--- Extracted information Enclosed Below ---
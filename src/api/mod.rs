//! API module
//!
//! HTTP API routes and middleware.

pub mod middleware;
pub mod routes;

pub use routes::create_router;
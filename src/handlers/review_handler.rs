//! Submission review handler
//!
//! Drives the single status transition a submission ever sees and, on
//! approval, issues the payout. The status update and the payment insert
//! commit as one transaction: a gateway failure anywhere in between rolls
//! both back and the submission stays pending.

use sqlx::PgPool;
use uuid::Uuid;

use crate::domain::{
    Payment, PaymentRow, Principal, ReviewDecision, Submission, SubmissionRow,
};
use crate::error::AppError;

use super::{ReviewOutcome, ReviewSubmissionCommand};

/// Handler for submission reviews
pub struct ReviewSubmissionHandler {
    pool: PgPool,
}

impl ReviewSubmissionHandler {
    pub fn new(pool: PgPool) -> Self {
        Self { pool }
    }

    /// Execute the review command
    pub async fn execute(
        &self,
        command: ReviewSubmissionCommand,
        principal: &Principal,
    ) -> Result<ReviewOutcome, AppError> {
        if !principal.is_admin() {
            return Err(AppError::PermissionDenied(
                "only administrators can review submissions".to_string(),
            ));
        }

        let decision: ReviewDecision = command
            .decision
            .parse()
            .map_err(|_| AppError::InvalidRequest(format!(
                "decision must be 'approved' or 'rejected', got '{}'",
                command.decision
            )))?;

        let mut tx = self.pool.begin().await?;

        // Conditional update: only a still-pending submission transitions.
        // A losing concurrent reviewer matches zero rows and gets
        // InvalidState, never a silent overwrite.
        let updated: Option<SubmissionRow> = sqlx::query_as(
            r#"
            UPDATE submissions
            SET status = $2, reviewed_at = NOW(), feedback = $3
            WHERE id = $1 AND status = 'pending'
            RETURNING id, campaign_id, creator_id, content_url, status,
                      submitted_at, reviewed_at, feedback
            "#,
        )
        .bind(command.submission_id)
        .bind(decision.as_submission_status().as_str())
        .bind(&command.feedback)
        .fetch_optional(&mut *tx)
        .await?;

        let submission = match updated {
            Some(row) => Submission::try_from_row(row)?,
            None => {
                return Err(self
                    .classify_missed_update(&mut tx, command.submission_id)
                    .await?);
            }
        };

        let payment = match decision {
            ReviewDecision::Approved => Some(
                self.issue_payment(&mut tx, &submission).await?,
            ),
            ReviewDecision::Rejected => None,
        };

        tx.commit().await?;

        tracing::info!(
            submission_id = %submission.id,
            decision = %submission.status,
            payment_id = ?payment.as_ref().map(|p| p.id),
            reviewer = %principal.id,
            "Submission reviewed"
        );

        Ok(ReviewOutcome {
            submission,
            payment,
        })
    }

    /// Insert the payout for an approved submission. The amount always comes
    /// from the campaign's budget_per_creator, never a constant.
    async fn issue_payment(
        &self,
        tx: &mut sqlx::Transaction<'_, sqlx::Postgres>,
        submission: &Submission,
    ) -> Result<Payment, AppError> {
        // FOR SHARE holds off a concurrent budget update until this payout
        // commits; the budget the payment is issued at is the one the
        // campaign still carries.
        let budget: Option<rust_decimal::Decimal> =
            sqlx::query_scalar("SELECT budget_per_creator FROM campaigns WHERE id = $1 FOR SHARE")
                .bind(submission.campaign_id)
                .fetch_optional(&mut **tx)
                .await?;

        let budget = budget
            .ok_or_else(|| AppError::CampaignNotFound(submission.campaign_id.to_string()))?;

        let row: PaymentRow = sqlx::query_as(
            r#"
            INSERT INTO payments (creator_id, submission_id, amount, status)
            VALUES ($1, $2, $3, 'pending')
            RETURNING id, creator_id, submission_id, amount, status, created_at
            "#,
        )
        .bind(submission.creator_id)
        .bind(submission.id)
        .bind(budget)
        .fetch_one(&mut **tx)
        .await?;

        Ok(Payment::try_from_row(row)?)
    }

    /// The conditional update matched nothing: distinguish a missing
    /// submission from one already reviewed.
    async fn classify_missed_update(
        &self,
        tx: &mut sqlx::Transaction<'_, sqlx::Postgres>,
        submission_id: Uuid,
    ) -> Result<AppError, AppError> {
        let current: Option<String> =
            sqlx::query_scalar("SELECT status FROM submissions WHERE id = $1")
                .bind(submission_id)
                .fetch_optional(&mut **tx)
                .await?;

        Ok(match current {
            None => AppError::SubmissionNotFound(submission_id.to_string()),
            Some(status) => AppError::InvalidState(format!(
                "submission is already {}, only pending submissions can be reviewed",
                status
            )),
        })
    }
}
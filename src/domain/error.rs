//! Domain Error Types
//!
//! Pure domain errors that don't depend on infrastructure.

use thiserror::Error;

use super::AmountError;

/// Domain-specific errors
///
/// These errors represent business rule violations and domain invariant
/// failures. They are independent of the web/infrastructure layer.
#[derive(Debug, Error, Clone, PartialEq, Eq)]
pub enum DomainError {
    /// Invalid amount (zero, negative, malformed, or exceeds limit)
    #[error("Invalid amount: {0}")]
    InvalidAmount(String),

    /// Unknown mobile-money provider
    #[error("Unsupported mobile-money provider: {0}")]
    InvalidMobileProvider(String),

    /// Malformed mobile-money number
    #[error("Invalid mobile-money number: {0}")]
    InvalidMobileNumber(String),

    /// Processing a withdrawal requires the mobile-money transaction id
    #[error("A processed withdrawal requires a transaction id")]
    MissingTransactionId,

    /// A stored status column did not parse; indicates data corruption
    #[error("Unknown {entity} status in storage: {value}")]
    UnknownStatus { entity: &'static str, value: String },
}

impl From<AmountError> for DomainError {
    fn from(err: AmountError) -> Self {
        Self::InvalidAmount(err.to_string())
    }
}

impl DomainError {
    /// Check if this is a client error (malformed input) rather than a
    /// storage consistency problem.
    pub fn is_client_error(&self) -> bool {
        !matches!(self, Self::UnknownStatus { .. })
    }
}

#[cfg(test)]
mod tests {
    use super::*;

    #[test]
    fn test_amount_error_converts() {
        let err: DomainError = AmountError::NotPositive(rust_decimal::Decimal::ZERO).into();
        assert!(matches!(err, DomainError::InvalidAmount(_)));
        assert!(err.is_client_error());
    }

    #[test]
    fn test_unknown_status_is_not_client_error() {
        let err = DomainError::UnknownStatus {
            entity: "payment",
            value: "weird".to_string(),
        };
        assert!(!err.is_client_error());
        assert!(err.to_string().contains("payment"));
    }
}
--- End of Enclosed Extracted information ---
Prompt:
Report only how many lines in the records contain the word "never".

Expected answer:
2